A Parable of Dwayna[edit]

Upon a cold, moonless night, there came a man to a farm. The night was so dark, he carried a lit candle to find the path.

The farmer heard him and called out. "What business have you here?" The farm was dark as pitch.

"I seek shelter from the coming storm," said the traveler. "Would you invite me to your hearth?"

The farmer feared riding out the storm in the dark, but more than that, he feared strangers. The farmer replied, "No, I cannot."

Saddened, the traveler wished the farmer well and forged onward. Farther down the hill, he found a family who gave him hospitality.

The farmer suffered the darkest night of his life. A tree fell on his house, crushing his leg. He did not call to Dwayna for help as he knew he didn't deserve it. For him, the morning never came.

A Parable of Grenth[edit]

To Grenth's ears, there came a cry from the soul of one who had suffered long and profoundly. The god was drawn to the woman who called, for she had no mercy left in her. Seeking vengeance for her husband's violence against her, she evoked Grenth's judgment upon the husband even as she plunged the knife into his heart.

As Grenth stood over her and the husband she had murdered, he saw that she had loved him once, that she had borne him children, and that she had been a good and loyal wife. He saw that the man had never loved her, but had resented her and their children for draining his pockets. He saw that the man had not been loyal, and had never been kind. He saw the abuses he had rained down upon his wife.

And so, the god of death said, "I find you guilty, woman, of murdering your husband. When it is your time, you will pay for what you have done."

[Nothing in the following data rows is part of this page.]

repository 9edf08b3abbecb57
//! services/api/src/web/lessons.rs
//!
//! Axum handlers for the lesson endpoints. Lessons are created and listed
//! through their parent course; updates and deletes address the lesson id
//! directly.

use std::sync::Arc;

use axum::{
    extract::{Path, State},
    http::StatusCode,
    response::Json,
};

use all_islam_core::domain::{Lesson, LessonPatch, NewLesson};

use crate::web::error::{parse_id, ApiJson, WebError};
use crate::web::state::AppState;

/// List a course's lessons in display order.
#[utoipa::path(
    get,
    path = "/api/courses/{id}/lessons",
    params(("id" = String, Path, description = "Course id")),
    responses(
        (status = 200, description = "Lessons ordered by position", body = [Lesson]),
        (status = 400, description = "Non-numeric id")
    )
)]
pub async fn list_lessons_handler(
    State(state): State<Arc<AppState>>,
    Path(id): Path<String>,
) -> Result<Json<Vec<Lesson>>, WebError> {
    let course_id = parse_id(&id)?;
    let lessons = state.store.list_lessons(course_id).await?;
    Ok(Json(lessons))
}

/// Add a lesson to a course. The path id is authoritative; a `courseId` in
/// the body is ignored.
#[utoipa::path(
    post,
    path = "/api/courses/{id}/lessons",
    params(("id" = String, Path, description = "Course id")),
    request_body = NewLesson,
    responses(
        (status = 200, description = "The created lesson", body = Lesson),
        (status = 400, description = "Non-numeric id or invalid body"),
        (status = 404, description = "No course with that id")
    )
)]
pub async fn create_lesson_handler(
    State(state): State<Arc<AppState>>,
    Path(id): Path<String>,
    ApiJson(mut new): ApiJson<NewLesson>,
) -> Result<Json<Lesson>, WebError> {
    new.course_id = parse_id(&id)?;
    let lesson = state.store.create_lesson(new).await?;
    Ok(Json(lesson))
}

/// Apply a partial update to a lesson.
#[utoipa::path(
    patch,
    path = "/api/lessons/{id}",
    params(("id" = String, Path, description = "Lesson id")),
    request_body = LessonPatch,
    responses(
        (status = 200, description = "The updated lesson", body = Lesson),
        (status = 400, description = "Non-numeric id or invalid body"),
        (status = 404, description = "No lesson with that id")
    )
)]
pub async fn update_lesson_handler(
    State(state): State<Arc<AppState>>,
    Path(id): Path<String>,
    ApiJson(patch): ApiJson<LessonPatch>,
) -> Result<Json<Lesson>, WebError> {
    let id = parse_id(&id)?;
    let lesson = state.store.update_lesson(id, patch).await?;
    Ok(Json(lesson))
}

/// Delete a lesson.
#[utoipa::path(
    delete,
    path = "/api/lessons/{id}",
    params(("id" = String, Path, description = "Lesson id")),
    responses(
        (status = 204, description = "Lesson deleted"),
        (status = 400, description = "Non-numeric id"),
        (status = 404, description = "No lesson with that id")
    )
)]
pub async fn delete_lesson_handler(
    State(state): State<Arc<AppState>>,
    Path(id): Path<String>,
) -> Result<StatusCode, WebError> {
    let id = parse_id(&id)?;
    state.store.delete_lesson(id).await?;
    Ok(StatusCode::NO_CONTENT)
}
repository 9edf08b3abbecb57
pub mod adapters;
pub mod config;
pub mod error;
pub mod web;
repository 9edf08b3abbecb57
//! services/api/src/web/upload.rs
//!
//! Handler for the single-file upload endpoint.

use std::sync::Arc;

use axum::{
    extract::{Multipart, State},
    response::Json,
};

use all_islam_core::domain::StoredFile;

use crate::web::error::WebError;
use crate::web::state::AppState;

/// Accept one file in a multipart request and persist it.
///
/// The file must arrive in a part named `file`; other parts are skipped.
/// Nothing is written to disk when the part is missing.
#[utoipa::path(
    post,
    path = "/api/upload",
    request_body(content_type = "multipart/form-data", description = "A single `file` part."),
    responses(
        (status = 200, description = "The stored file's URL and original name", body = StoredFile),
        (status = 400, description = "No file part present")
    )
)]
pub async fn upload_handler(
    State(state): State<Arc<AppState>>,
    mut multipart: Multipart,
) -> Result<Json<StoredFile>, WebError> {
    while let Some(field) = multipart
        .next_field()
        .await
        .map_err(|e| WebError::BadRequest(format!("Malformed multipart body: {}", e)))?
    {
        if field.name() != Some("file") {
            continue;
        }

        let file_name = field.file_name().unwrap_or("upload.bin").to_string();
        let data = field
            .bytes()
            .await
            .map_err(|e| WebError::BadRequest(format!("Failed to read file part: {}", e)))?;

        let stored = state.files.save(&file_name, &data).await?;
        return Ok(Json(stored));
    }

    Err(WebError::BadRequest("No file uploaded".to_string()))
}
//! services/api/src/config.rs
//!
//! Defines the application's configuration structure and loading logic.
//!
//! All configuration is loaded from environment variables at startup. The
//! `.env` file is used for local development.

use std::net::SocketAddr;
use std::path::PathBuf;
use tracing::Level;

/// A custom error type for configuration loading failures.
#[derive(Debug, thiserror::Error)]
pub enum ConfigError {
    #[error("Missing the environment variable {0}")]
    MissingVar(String),
    #[error("Invalid value for the environment variable {0}: {1}")]
    InvalidValue(String, String),
}

/// Holds all configuration loaded from the environment at startup.
#[derive(Clone, Debug)]
pub struct Config {
    pub bind_address: SocketAddr,
    pub database_url: String,
    pub uploads_dir: PathBuf,
    pub log_level: Level,
    pub max_upload_bytes: usize,
}

impl Config {
    /// Loads configuration from environment variables.
    ///
    /// It will look for a `.env` file in the current directory for
    /// development, but this is skipped in test environments to ensure tests
    /// are hermetic.
    pub fn from_env() -> Result<Self, ConfigError> {
        // Only load from .env in non-test mode to avoid contamination.
        if !cfg!(test) {
            dotenvy::dotenv().ok();
        }

        let bind_address_str =
            std::env::var("BIND_ADDRESS").unwrap_or_else(|_| "0.0.0.0:3000".to_string());
        let bind_address = bind_address_str
            .parse::<SocketAddr>()
            .map_err(|e| ConfigError::InvalidValue("BIND_ADDRESS".to_string(), e.to_string()))?;

        // The catalog lives in a local SQLite file by default.
        let database_url = std::env::var("DATABASE_URL")
            .unwrap_or_else(|_| "sqlite://all-islam.db".to_string());

        let uploads_dir = std::env::var("UPLOADS_DIR")
            .map(PathBuf::from)
            .unwrap_or_else(|_| PathBuf::from("./uploads"));

        let log_level_str = std::env::var("RUST_LOG").unwrap_or_else(|_| "INFO".to_string());
        let log_level = log_level_str.parse::<Level>().map_err(|_| {
            ConfigError::InvalidValue(
                "RUST_LOG".to_string(),
                format!("'{}' is not a valid log level", log_level_str),
            )
        })?;

        let max_upload_bytes_str =
            std::env::var("MAX_UPLOAD_BYTES").unwrap_or_else(|_| (25 * 1024 * 1024).to_string());
        let max_upload_bytes = max_upload_bytes_str.parse::<usize>().map_err(|e| {
            ConfigError::InvalidValue("MAX_UPLOAD_BYTES".to_string(), e.to_string())
        })?;

        Ok(Self {
            bind_address,
            database_url,
            uploads_dir,
            log_level,
            max_upload_bytes,
        })
    }
}
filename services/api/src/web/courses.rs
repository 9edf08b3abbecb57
//! services/api/src/web/courses.rs
//!
//! Axum handlers for the course endpoints.

use std::sync::Arc;

use axum::{
    extract::{Path, Query, State},
    http::StatusCode,
    response::Json,
};
use serde::Deserialize;
use utoipa::IntoParams;

use all_islam_core::domain::{Course, CoursePatch, NewCourse};

use crate::web::error::{parse_id, ApiJson, WebError};
use crate::web::state::AppState;

/// Query parameters for the course listing.
#[derive(Debug, Default, Deserialize, IntoParams)]
pub struct ListCoursesParams {
    /// When true, list only archived courses; the default listing excludes
    /// them.
    #[serde(default)]
    pub archived: bool,
}

/// List courses, filtered on the archive flag.
#[utoipa::path(
    get,
    path = "/api/courses",
    params(ListCoursesParams),
    responses(
        (status = 200, description = "Courses matching the archive filter", body = [Course])
    )
)]
pub async fn list_courses_handler(
    State(state): State<Arc<AppState>>,
    Query(params): Query<ListCoursesParams>,
) -> Result<Json<Vec<Course>>, WebError> {
    let courses = state.store.list_courses(params.archived).await?;
    Ok(Json(courses))
}

/// Look a course up by its slug.
#[utoipa::path(
    get,
    path = "/api/courses/slug/{slug}",
    params(("slug" = String, Path, description = "URL-safe course identifier")),
    responses(
        (status = 200, description = "The course", body = Course),
        (status = 404, description = "No course with that slug")
    )
)]
pub async fn get_course_by_slug_handler(
    State(state): State<Arc<AppState>>,
    Path(slug): Path<String>,
) -> Result<Json<Course>, WebError> {
    let course = state.store.get_course_by_slug(&slug).await?;
    Ok(Json(course))
}

/// Look a course up by its numeric id.
#[utoipa::path(
    get,
    path = "/api/courses/{id}",
    params(("id" = String, Path, description = "Course id")),
    responses(
        (status = 200, description = "The course", body = Course),
        (status = 400, description = "Non-numeric id"),
        (status = 404, description = "No course with that id")
    )
)]
pub async fn get_course_handler(
    State(state): State<Arc<AppState>>,
    Path(id): Path<String>,
) -> Result<Json<Course>, WebError> {
    let id = parse_id(&id)?;
    let course = state.store.get_course(id).await?;
    Ok(Json(course))
}

/// Create a course. The slug is derived from the title when absent.
#[utoipa::path(
    post,
    path = "/api/courses",
    request_body = NewCourse,
    responses(
        (status = 200, description = "The created course", body = Course),
        (status = 400, description = "Invalid course data"),
        (status = 409, description = "Slug already in use")
    )
)]
pub async fn create_course_handler(
    State(state): State<Arc<AppState>>,
    ApiJson(new): ApiJson<NewCourse>,
) -> Result<Json<Course>, WebError> {
    let course = state.store.create_course(new).await?;
    Ok(Json(course))
}

/// Apply a partial update to a course.
#[utoipa::path(
    patch,
    path = "/api/courses/{id}",
    params(("id" = String, Path, description = "Course id")),
    request_body = CoursePatch,
    responses(
        (status = 200, description = "The updated course", body = Course),
        (status = 400, description = "Non-numeric id or invalid body"),
        (status = 404, description = "No course with that id"),
        (status = 409, description = "Slug already in use")
    )
)]
pub async fn update_course_handler(
    State(state): State<Arc<AppState>>,
    Path(id): Path<String>,
    ApiJson(patch): ApiJson<CoursePatch>,
) -> Result<Json<Course>, WebError> {
    let id = parse_id(&id)?;
    let course = state.store.update_course(id, patch).await?;
    Ok(Json(course))
}

/// Physically delete a course and its lessons.
#[utoipa::path(
    delete,
    path = "/api/courses/{id}",
    params(("id" = String, Path, description = "Course id")),
    responses(
        (status = 204, description = "Course deleted"),
        (status = 400, description = "Non-numeric id"),
        (status = 404, description = "No course with that id")
    )
)]
pub async fn delete_course_handler(
    State(state): State<Arc<AppState>>,
    Path(id): Path<String>,
) -> Result<StatusCode, WebError> {
    let id = parse_id(&id)?;
    state.store.delete_course(id).await?;
    Ok(StatusCode::NO_CONTENT)
}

"I understand," said the woman as she bowed before Grenth.

"And now," said Grenth, "I give you a choice. You may come with me now and watch your husband suffer for the wrongs he has done. Or you may walk away, and I will claim you only when it is your time."

The woman said, "I gave my husband my love and life. I will come now, to see this tale's end and to share his suffering. It will hurt him more to know that I am witnessing his pain."

And so it was.

A Parable of Lyssa[edit]

From out of the darkness, there stepped a child into the campfire's light. And she said, "I am Lyssa, and I have come to teach you what is illusion and what is truth."

But the soldiers there did not believe her. They laughed and said, "If you're Lyssa, then show us your beauty, for we can surely use it on this dark night. We have lost hope that this war will end."

The child approached, and her smile held divine grace. "Share your food with me, and in return for your kindness, I will show you beauty the likes of you will never see again."

And so the kind soldiers did, and the child ate with ravenous hunger. When the last bone had been tossed aside, and the last bean swallowed, the child began to skip around the outside of the campfire. She touched each man on his head, one at a time, as they laughed and jibed her until, one at a time, they fell into a deep slumber. Each man dreamed a different dream, but each dream was a vision of the life they would lead once the war was over—wives, children, riches, open air, health, and peace.

And when they awoke upon the morrow, the child was gone and the enemy had arrived. They fought joyfully, with all their might, because they all remembered their dreams and knew they would win the war. Each man put his heart and soul into the battle, and each man, one at a time, was slaughtered.

A Parable of Melandru[edit]

One day, the goddess Melandru came upon a den of foxes, and she heard within the hungry cries of kits. She bent her ear to the ground and learned that the mother fox had been killed by a farmer. The cubs were doomed to starve to death, and thus was the way of nature.

Melandru sought out the farmer, and asked him why he had killed the fox, thus condemning its kits to sure death. The farmer explained that the fox had killed one of his chickens, and therefore he had taken his vengeance upon the fox. "Thus," said Melandru, "is the way of nature."

Later that year, the farmer prayed to her, calling her name in his darkest moment. In his presence, she saw that he was in mourning and asked what had happened. "Wolves," he said, "have taken my daughter. Can you not bring her back to me?"

Melandru was not unkind as she said, "No. Thus is the way of nature."